Significantly raising co-payment charges. A "significant" raise is defined as more than the greater of $5 (adjusted annually for medical inflation) or a percentage equal to medical inflation plus 15 percentage points. For example, if a plan raises its copayment from $30 to $50 over the next two years, it will lose grandfathering.

Significantly raising insurance deductibles. A "significant" raise is defined as more than a percentage equal to medical inflation plus 15 percentage points. For example, if medical inflation is 4%, then the deductibles can't be increased by more than 19%.

Significantly lowering employer contributions. If you share insurance costs with employees, you cannot decrease your share by more than 5 percentage points (i.e., increase the employee's share, say, from 20% to 30%).

Adding or tightening the annual limit on what the insurer pays. If there is an annual dollar cap on what insurance will cover, this cannot be changed.

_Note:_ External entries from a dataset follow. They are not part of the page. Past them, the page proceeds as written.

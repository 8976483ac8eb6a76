//! The Cancelable Task Manager: not-started → running → {completed |
//! canceled}, with exactly one terminal callback ever firing per task.
//!
//! Grounded on the same `DashMap`-keyed bookkeeping style as the Value
//! Registry, generalized to a job lifecycle instead of a handle table. The
//! terminal callback is registered once, at `schedule` time, and stored
//! inside the task's entry; `complete` and `cancel` both try to `take()` it
//! out from behind the same per-task `parking_lot::Mutex`, so whichever one
//! gets there first is the only one that ever runs it — this is what makes
//! the guarantee hold even when completion and an explicit cancel request
//! race from different threads (§4.5).

use dashmap::DashMap;
use parking_lot::Mutex;
use std::sync::atomic::{AtomicU64, Ordering};

pub type TaskId = u64;

/// Runs exactly once: `Some(addr)` for a completed task's result handle,
/// `None` for a canceled one.
type OnTerminal = Box<dyn FnOnce(Option<usize>) + Send>;

#[derive(Clone, Copy, PartialEq, Eq, Debug)]
enum TaskState {
    NotStarted,
    Running,
    Completed,
    Canceled,
}

struct TaskEntry {
    state: TaskState,
    on_terminal: Option<OnTerminal>,
}

pub struct TaskManager {
    next_id: AtomicU64,
    tasks: DashMap<TaskId, Mutex<TaskEntry>>,
}

impl TaskManager {
    pub fn new() -> Self {
        Self {
            next_id: AtomicU64::new(1),
            tasks: DashMap::new(),
        }
    }

    /// Register a new task in the `NotStarted` state, storing the callback
    /// that must fire exactly once when the task reaches a terminal state.
    pub fn schedule(&self, on_terminal: impl FnOnce(Option<usize>) + Send + 'static) -> TaskId {
        let id = self.next_id.fetch_add(1, Ordering::Relaxed);
        self.tasks.insert(
            id,
            Mutex::new(TaskEntry {
                state: TaskState::NotStarted,
                on_terminal: Some(Box::new(on_terminal)),
            }),
        );
        id
    }

    /// NotStarted -> Running. Returns `false` if the task was canceled
    /// before it got a chance to start.
    pub fn begin(&self, id: TaskId) -> bool {
        match self.tasks.get(&id) {
            Some(entry) => {
                let mut e = entry.lock();
                if e.state == TaskState::NotStarted {
                    e.state = TaskState::Running;
                    true
                } else {
                    false
                }
            }
            None => false,
        }
    }

    /// {NotStarted | Running} -> Completed. A no-op if a `cancel` already
    /// won the race. `make_addr` is only invoked when this call wins,
    /// so a result that loses the race is never registered anywhere —
    /// the caller's computed value is simply dropped rather than leaked
    /// into the Registry with no handle anyone will ever free.
    pub fn complete(&self, id: TaskId, make_addr: impl FnOnce() -> usize) {
        let callback = match self.tasks.get(&id) {
            Some(entry) => {
                let mut e = entry.lock();
                if e.state != TaskState::Canceled {
                    e.state = TaskState::Completed;
                    e.on_terminal.take()
                } else {
                    None
                }
            }
            None => None,
        };
        self.tasks.remove(&id);
        match &callback {
            Some(_) => tracing::debug!(task_id = id, "task completed"),
            None => tracing::debug!(task_id = id, "complete lost the race to a prior cancel"),
        }
        if let Some(cb) = callback {
            cb(Some(make_addr()));
        }
    }

    /// {NotStarted | Running} -> Canceled. A no-op if a `complete` already
    /// won the race. Returns whether this call's cancellation took effect.
    ///
    /// `terminate_running` is called when this cancellation wins the race
    /// against a task that was actually `Running` — the Isolate Manager's
    /// `terminate_running()`, per §4.5 ("if transitioning from running,
    /// call `terminate_running()`"). A task still `NotStarted` has nothing
    /// executing on the owner thread to abort.
    pub fn cancel(&self, id: TaskId, terminate_running: impl FnOnce()) -> bool {
        let mut was_running = false;
        let callback = match self.tasks.get(&id) {
            Some(entry) => {
                let mut e = entry.lock();
                if e.state != TaskState::Completed {
                    was_running = e.state == TaskState::Running;
                    e.state = TaskState::Canceled;
                    e.on_terminal.take()
                } else {
                    None
                }
            }
            None => None,
        };
        let took_effect = callback.is_some();
        if took_effect {
            self.tasks.remove(&id);
            tracing::debug!(task_id = id, was_running, "task canceled");
        } else {
            tracing::debug!(task_id = id, "cancel lost the race to a prior complete");
        }
        if was_running {
            terminate_running();
        }
        if let Some(cb) = callback {
            cb(None);
        }
        took_effect
    }

    pub fn is_live(&self, id: TaskId) -> bool {
        self.tasks.contains_key(&id)
    }

    pub fn live_count(&self) -> usize {
        self.tasks.len()
    }
}

impl Default for TaskManager {
    fn default() -> Self {
        Self::new()
    }
}

#[cfg(test)]
mod tests {
    use super::*;
    use std::sync::Arc;
    use std::sync::atomic::AtomicUsize;

    #[test]
    fn complete_wins_when_uncontested() {
        let mgr = TaskManager::new();
        let fired = Arc::new(AtomicUsize::new(0));
        let f = fired.clone();
        let id = mgr.schedule(move |result| {
            assert_eq!(result, Some(42));
            f.fetch_add(1, Ordering::SeqCst);
        });
        assert!(mgr.begin(id));
        mgr.complete(id, || 42);
        assert_eq!(fired.load(Ordering::SeqCst), 1);
        assert!(!mgr.is_live(id));
    }

    #[test]
    fn cancel_after_complete_is_a_no_op() {
        let mgr = TaskManager::new();
        let fired = Arc::new(AtomicUsize::new(0));
        let f = fired.clone();
        let id = mgr.schedule(move |_| {
            f.fetch_add(1, Ordering::SeqCst);
        });
        mgr.begin(id);
        mgr.complete(id, || 1);
        assert!(!mgr.cancel(id, || panic!("must not terminate a completed task")));
        assert_eq!(fired.load(Ordering::SeqCst), 1);
    }

    #[test]
    fn complete_after_cancel_is_a_no_op() {
        let mgr = TaskManager::new();
        let fired = Arc::new(AtomicUsize::new(0));
        let f = fired.clone();
        let id = mgr.schedule(move |result| {
            assert_eq!(result, None);
            f.fetch_add(1, Ordering::SeqCst);
        });
        mgr.begin(id);
        assert!(mgr.cancel(id, || {}));
        mgr.complete(id, || 99);
        assert_eq!(fired.load(Ordering::SeqCst), 1);
    }

    #[test]
    fn cancel_from_running_requests_termination() {
        let mgr = TaskManager::new();
        let id = mgr.schedule(|_| {});
        mgr.begin(id);
        let terminated = Arc::new(AtomicUsize::new(0));
        let t = terminated.clone();
        assert!(mgr.cancel(id, move || {
            t.fetch_add(1, Ordering::SeqCst);
        }));
        assert_eq!(terminated.load(Ordering::SeqCst), 1);
    }

    #[test]
    fn cancel_from_not_started_does_not_request_termination() {
        let mgr = TaskManager::new();
        let id = mgr.schedule(|_| {});
        assert!(mgr.cancel(id, || panic!("nothing running to terminate")));
    }
}
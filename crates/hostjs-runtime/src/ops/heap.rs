//! The Heap Reporter (§4.6): a snapshot of current memory/registry state
//! for diagnostics.
//!
//! JavaScriptCore's public API exposes no heap-census API (no equivalent of
//! V8's `HeapStatistics`), so the snapshot is synthesized from what this
//! crate already tracks: the Memory Monitor's last RSS sample and the
//! Registry's live-value census (Open Question Resolution #2).

use crate::memory::MemoryMonitor;
use crate::registry::Registry;
use crate::value::{TypeTag, Value};

#[derive(Clone, Copy, Debug)]
pub struct HeapReport {
    pub approximate_used_bytes: u64,
    pub soft_limit_bytes: u64,
    pub hard_limit_bytes: u64,
    pub soft_limit_reached: bool,
    pub hard_limit_reached: bool,
    pub live_value_count: usize,
}

pub fn report(registry: &Registry, memory: &MemoryMonitor) -> HeapReport {
    HeapReport {
        approximate_used_bytes: memory.last_sampled_bytes(),
        soft_limit_bytes: memory.soft_limit(),
        hard_limit_bytes: memory.hard_limit(),
        soft_limit_reached: memory.is_soft_reached(),
        hard_limit_reached: memory.is_hard_reached(),
        live_value_count: registry.count(),
    }
}

/// `heap_stats()` (§4.6): a JSON object Value with the fields named in the
/// spec. JavaScriptCore has no public API for `total_physical_size` or
/// `total_heap_size_executable`; both are reported equal to the sampled RSS
/// figure, which is the only physical-memory number this crate has access
/// to (Open Question Resolution #1).
pub fn heap_stats_value(registry: &Registry, memory: &MemoryMonitor) -> Value {
    let r = report(registry, memory);
    let json = serde_json::json!({
        "total_physical_size": r.approximate_used_bytes,
        "total_heap_size_executable": r.approximate_used_bytes,
        "total_heap_size": r.approximate_used_bytes,
        "used_heap_size": r.approximate_used_bytes,
        "heap_size_limit": r.hard_limit_bytes,
    });
    Value::string(TypeTag::String, &json.to_string())
}

/// `heap_snapshot()` (§4.6): JavaScriptCore's C API has no heap-snapshot
/// serialization entry point (unlike `v8::HeapProfiler`). Resolved (Open
/// Question Resolution #2) by synthesizing a JSON summary carrying the same
/// figures as `heap_stats_value` plus the Registry's live-value census,
/// explicitly tagged as a summary rather than a V8-format snapshot.
pub fn heap_snapshot_value(registry: &Registry, memory: &MemoryMonitor) -> Value {
    let r = report(registry, memory);
    let json = serde_json::json!({
        "kind": "summary",
        "approximate_used_bytes": r.approximate_used_bytes,
        "soft_limit_bytes": r.soft_limit_bytes,
        "hard_limit_bytes": r.hard_limit_bytes,
        "soft_limit_reached": r.soft_limit_reached,
        "hard_limit_reached": r.hard_limit_reached,
        "live_value_count": r.live_value_count,
    });
    Value::string(TypeTag::String, &json.to_string())
}
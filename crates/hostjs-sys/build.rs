use std::env;

fn main() {
    let target_os = env::var("CARGO_CFG_TARGET_OS").unwrap();

    match target_os.as_str() {
        "macos" => configure_macos(),
        "linux" => configure_linux(),
        _ => panic!("Unsupported OS for JavaScriptCore: {}", target_os),
    }
}

fn configure_macos() {
    println!("cargo:rustc-link-lib=framework=JavaScriptCore");

    if let Ok(sdk_path) = std::process::Command::new("xcrun")
        .args(["--show-sdk-path"])
        .output()
    {
        let sdk_path = String::from_utf8_lossy(&sdk_path.stdout);
        let sdk_path = sdk_path.trim();
        println!(
            "cargo:rustc-link-search=framework={}/System/Library/Frameworks",
            sdk_path
        );
    }
}

fn configure_linux() {
    let jsc_pkg = if pkg_config::probe_library("javascriptcoregtk-4.1").is_ok() {
        "javascriptcoregtk-4.1"
    } else if pkg_config::probe_library("javascriptcoregtk-4.0").is_ok() {
        "javascriptcoregtk-4.0"
    } else {
        panic!(
            "JavaScriptCore not found on Linux. Install with:\n\
             Ubuntu/Debian: sudo apt-get install libjavascriptcoregtk-4.1-dev\n\
             Fedora: sudo dnf install webkit2gtk4.1-devel\n\
             Or build from WebKit sources."
        );
    };

    println!("cargo:rerun-if-env-changed=PKG_CONFIG_PATH");
    println!("cargo:rustc-cfg=jsc_gtk");
    println!("cargo:rustc-check-cfg=cfg(jsc_gtk)");

    let lib = pkg_config::Config::new()
        .atleast_version("2.30")
        .probe(jsc_pkg)
        .expect("Failed to configure JavaScriptCore via pkg-config");

    for path in lib.include_paths {
        println!("cargo:include={}", path.display());
    }
}
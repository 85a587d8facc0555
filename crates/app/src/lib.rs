//! Presentation layer for the todo app
//!
//! Screen controllers consume a [`todo_core::task::TaskStore`] handed to them
//! at construction.

pub mod config;
pub mod screens;
pub mod snapshot;

pub use config::AppConfig;
pub use snapshot::AppSnapshot;
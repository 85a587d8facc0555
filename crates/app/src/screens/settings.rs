//! Settings screen with the vibration switch

use todo_core::task::TaskStore;

pub struct SettingsScreen {
    store: TaskStore,
}

impl SettingsScreen {
    pub const TITLE: &'static str = "Configurações";

    pub fn new(store: TaskStore) -> Self {
        Self { store }
    }

    pub async fn vibration_enabled(&self) -> bool {
        self.store.vibration_enabled().await
    }

    pub async fn set_vibration_enabled(&self, enabled: bool) -> todo_core::Result<()> {
        self.store.set_vibration_enabled(enabled).await
    }
}
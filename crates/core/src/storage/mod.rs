//! Key-value persistence
//!
//! The task store only needs string keys mapped to string values. This module
//! defines that contract and ships an in-memory and a file-backed backend.

mod file;
mod key_value;
mod memory;

pub use file::FileKeyValueStore;
pub use key_value::KeyValueStore;
pub use memory::MemoryKeyValueStore;
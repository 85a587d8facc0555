//! Task model definitions

use chrono::{DateTime, Utc};
use serde::{Deserialize, Serialize};
use uuid::Uuid;

use crate::{Error, Result};

/// Category assigned when a task is created without one
pub const DEFAULT_CATEGORY: &str = "geral";

/// A single to-do item
///
/// Field names are serialized in camelCase so the stored `tasks` value stays
/// readable by the mobile frontend.
#[derive(Debug, Clone, PartialEq, Eq, Serialize, Deserialize)]
#[serde(rename_all = "camelCase")]
pub struct Task {
    pub id: String,
    pub title: String,
    #[serde(default = "default_category")]
    pub category: String,
    #[serde(default)]
    pub completed: bool,
    pub created_at: DateTime<Utc>,
}

fn default_category() -> String {
    DEFAULT_CATEGORY.to_string()
}

/// Normalize a user-supplied category, falling back to the default when blank
pub fn normalize_category(category: Option<&str>) -> String {
    match category.map(str::trim) {
        Some(c) if !c.is_empty() => c.to_string(),
        _ => default_category(),
    }
}

fn validate_title(title: &str) -> Result<()> {
    if title.trim().is_empty() {
        return Err(Error::InvalidInput("Task title must not be empty".to_string()));
    }
    Ok(())
}

impl Task {
    /// Create a new, pending task in the default category
    pub fn new(title: impl Into<String>) -> Self {
        Self {
            id: Uuid::new_v4().to_string(),
            title: title.into(),
            category: default_category(),
            completed: false,
            created_at: Utc::now(),
        }
    }

    /// Set the category; blank values keep the default
    pub fn with_category(mut self, category: impl AsRef<str>) -> Self {
        self.category = normalize_category(Some(category.as_ref()));
        self
    }

    /// Apply a field-level patch
    ///
    /// Only `title` and `category` can change; `id`, `completed` and
    /// `created_at` are left as they are.
    pub fn apply(&mut self, patch: TaskPatch) {
        if let Some(title) = patch.title {
            self.title = title;
        }
        if let Some(category) = patch.category {
            self.category = normalize_category(Some(&category));
        }
    }
}

/// Input for creating a task
#[derive(Debug, Clone, Default, PartialEq, Eq, Serialize, Deserialize)]
pub struct NewTask {
    pub title: String,
    #[serde(default)]
    pub category: Option<String>,
}

impl NewTask {
    pub fn new(title: impl Into<String>) -> Self {
        Self {
            title: title.into(),
            category: None,
        }
    }

    pub fn with_category(mut self, category: impl Into<String>) -> Self {
        self.category = Some(category.into());
        self
    }

    /// Reject blank titles
    pub fn validate(&self) -> Result<()> {
        validate_title(&self.title)
    }

    /// Build the task record with a fresh id and creation time
    pub fn into_task(self) -> Task {
        let category = normalize_category(self.category.as_deref());
        let mut task = Task::new(self.title);
        task.category = category;
        task
    }
}

/// Partial update for an existing task
#[derive(Debug, Clone, Default, PartialEq, Eq, Serialize, Deserialize)]
pub struct TaskPatch {
    #[serde(default)]
    pub title: Option<String>,
    #[serde(default)]
    pub category: Option<String>,
}

impl TaskPatch {
    pub fn title(title: impl Into<String>) -> Self {
        Self {
            title: Some(title.into()),
            category: None,
        }
    }

    pub fn category(category: impl Into<String>) -> Self {
        Self {
            title: None,
            category: Some(category.into()),
        }
    }

    /// A patch that sets a title must not blank it out
    pub fn validate(&self) -> Result<()> {
        match &self.title {
            Some(title) => validate_title(title),
            None => Ok(()),
        }
    }
}

/// A category and how many tasks carry it
#[derive(Debug, Clone, PartialEq, Eq, Serialize)]
pub struct CategorySummary {
    pub name: String,
    pub count: usize,
}

/// Aggregate counts over the task list
#[derive(Debug, Clone, Copy, Default, PartialEq, Eq, Serialize)]
pub struct TaskStatistics {
    pub total: usize,
    pub completed: usize,
    pub pending: usize,
}

impl TaskStatistics {
    pub fn from_tasks(tasks: &[Task]) -> Self {
        let total = tasks.len();
        let completed = tasks.iter().filter(|t| t.completed).count();
        Self {
            total,
            completed,
            pending: total - completed,
        }
    }
}

/// Distinct categories in order of first appearance, with counts
pub fn summarize_categories(tasks: &[Task]) -> Vec<CategorySummary> {
    let mut summaries: Vec<CategorySummary> = Vec::new();
    for task in tasks {
        match summaries.iter_mut().find(|s| s.name == task.category) {
            Some(summary) => summary.count += 1,
            None => summaries.push(CategorySummary {
                name: task.category.clone(),
                count: 1,
            }),
        }
    }
    summaries
}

Changing insurance companies. You must stay with the same insurer. Even if you obtain identical coverage from a new carrier (because you can get it for less money), you'll lose grandfathering.

Changes to grandfathered plans

Even if a plan is treated as grandfathered, it must adhere to new rules, which include:

  • The plan may not prohibit preexisting condition exclusion or other discrimination based on health status.
  • There can be no excessive waiting periods.
  • There can be no lifetime limits.
  • The plan must extend dependent coverage until age 26.
  • The plan must develop and utilize a uniform explanation of coverage documents and standardized definitions.

Final Word

If you have coverage now, don't make any changes before reviewing the regulations. They are extensive, but you can read a fact sheet about them from HealthReform.gov. Also consult with your business advisers to determine the best course of action now.